(Problem details): Go through the lines below. Copy those with "valor".

(Data):
use crate::libs::config::ConfigModule;
use crate::libs::error::{AppError, ServiceError};
use crate::libs::formatter::api_date;
use crate::libs::indicator::{IndicatorCode, IndicatorReading};
use crate::libs::messages::Message;
use crate::msg_print;
use chrono::NaiveDate;
use dialoguer::{theme::ColorfulTheme, Input};
use reqwest::{
    header::{HeaderMap, HeaderValue, ACCEPT},
    Client, StatusCode,
};
use serde::{Deserialize, Serialize};
use serde_json::Value;
use std::time::Duration;
use tracing::{debug, warn};

include!(concat!(env!("OUT_DIR"), "/app_metadata.rs"));

pub const DEFAULT_BASE_URL: &str = "https://mindicador.cl/api";
pub const DEFAULT_TIMEOUT_SECS: u64 = 12;

fn default_timeout() -> u64 {
    DEFAULT_TIMEOUT_SECS
}

fn default_true() -> bool {
    true
}

#[derive(Serialize, Deserialize, Clone, Debug, PartialEq)]
pub struct IndicatorApiConfig {
    pub base_url: String,
    #[serde(default = "default_timeout")]
    pub timeout_secs: u64,
    /// Honour `HTTP(S)_PROXY` from the environment.
    #[serde(default = "default_true")]
    pub use_system_proxy: bool,
}

impl Default for IndicatorApiConfig {
    fn default() -> Self {
        IndicatorApiConfig {
            base_url: DEFAULT_BASE_URL.to_string(),
            timeout_secs: DEFAULT_TIMEOUT_SECS,
            use_system_proxy: true,
        }
    }
}

impl IndicatorApiConfig {
    pub fn module() -> ConfigModule {
        ConfigModule {
            key: "indicators".to_string(),
            name: "Indicator API".to_string(),
        }
    }

    pub fn init(config: &IndicatorApiConfig) -> anyhow::Result<Self> {
        msg_print!(Message::ConfigModuleIndicators);
        Ok(Self {
            base_url: Input::with_theme(&ColorfulTheme::default())
                .with_prompt(Message::PromptIndicatorUrl.to_string())
                .default(config.base_url.clone())
                .interact_text()?,
            timeout_secs: Input::with_theme(&ColorfulTheme::default())
                .with_prompt(Message::PromptIndicatorTimeout.to_string())
                .default(config.timeout_secs)
                .interact_text()?,
            use_system_proxy: config.use_system_proxy,
        })
    }
}

#[derive(Debug, Deserialize)]
struct SeriesResponse {
    #[serde(default, alias = "series")]
    serie: Option<Vec<SeriesPoint>>,
}

#[derive(Debug, Deserialize)]
struct SeriesPoint {
    fecha: String,
    valor: Value,
}

/// HTTP client for `GET {base}/{code}[/{dd-mm-yyyy}]`.
pub struct IndicatorClient {
    client: Client,
    config: IndicatorApiConfig,
}

impl IndicatorClient {
    pub fn new(config: &IndicatorApiConfig) -> Result<Self, AppError> {
        let mut headers = HeaderMap::new();
        headers.insert(ACCEPT, HeaderValue::from_static("application/json"));

        let mut builder = Client::builder()
            .user_agent(format!("{}/{}", APP_METADATA_NAME, APP_METADATA_VERSION))
            .default_headers(headers)
            .timeout(Duration::from_secs(config.timeout_secs));
        if !config.use_system_proxy {
            builder = builder.no_proxy();
        }

        let client = builder.build().map_err(|e| ServiceError::Request(e.to_string()))?;
        Ok(Self {
            client,
            config: config.clone(),
        })
    }

    pub fn url(&self, code: IndicatorCode, date: Option<NaiveDate>) -> String {
        let base = self.config.base_url.trim_end_matches('/');
        match date {
            Some(date) => format!("{}/{}/{}", base, code, api_date(date)),
            None => format!("{}/{}", base, code),
        }
    }

    /// Fetches the first value of the series. `Ok(None)` when the service has
    /// no data for that code and date.
    pub async fn fetch(&self, code: IndicatorCode, date: Option<NaiveDate>) -> Result<Option<IndicatorReading>, AppError> {
        let url = self.url(code, date);
        debug!(%url, "requesting indicator");

        let response = self.client.get(&url).send().await.map_err(request_error)?;
        match response.status() {
            StatusCode::NOT_FOUND => return Err(ServiceError::NotFound.into()),
            status if !status.is_success() => {
                warn!(%url, status = status.as_u16(), "indicator service returned an error status");
                return Err(ServiceError::Status(status.as_u16()).into());
            }
            _ => {}
        }

        let body = response.text().await.map_err(request_error)?;
        parse_series(code, &body)
    }

    /// Like [`fetch`](Self::fetch) for a code typed by the user. Unknown codes
    /// fail validation without any request being sent.
    pub async fn fetch_code(&self, code: &str, date: Option<NaiveDate>) -> Result<Option<IndicatorReading>, AppError> {
        let code: IndicatorCode = code.parse()?;
        self.fetch(code, date).await
    }
}

fn request_error(e: reqwest::Error) -> AppError {
    warn!(error = %e, "indicator request failed");
    let error = if e.is_timeout() {
        ServiceError::Timeout
    } else if e.is_connect() {
        ServiceError::Unreachable
    } else {
        ServiceError::Request(e.to_string())
    };
    error.into()
}

/// Reads `serie[0]` from a response body.
pub fn parse_series(code: IndicatorCode, body: &str) -> Result<Option<IndicatorReading>, AppError> {
    let response: SeriesResponse = serde_json::from_str(body).map_err(|e| ServiceError::Malformed(e.to_string()))?;
    let Some(point) = response.serie.unwrap_or_default().into_iter().next() else {
        return Ok(None);
    };

    let date = point
        .fecha
        .get(..10)
        .and_then(|day| NaiveDate::parse_from_str(day, "%Y-%m-%d").ok())
        .ok_or_else(|| ServiceError::Malformed(format!("unexpected fecha '{}'", point.fecha)))?;

    let value = match &point.valor {
        Value::Number(number) => number.as_f64(),
        Value::String(text) => text.trim().parse::<f64>().ok(),
        _ => None,
    }
    .filter(|value| value.is_finite())
    .ok_or_else(|| ServiceError::Malformed(format!("unexpected valor '{}'", point.valor)))?;

    Ok(Some(IndicatorReading { code, date, value }))
}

(Reply):
    valor: Value,
    let value = match &point.valor {
    .ok_or_else(|| ServiceError::Malformed(format!("unexpected valor '{}'", point.valor)))?;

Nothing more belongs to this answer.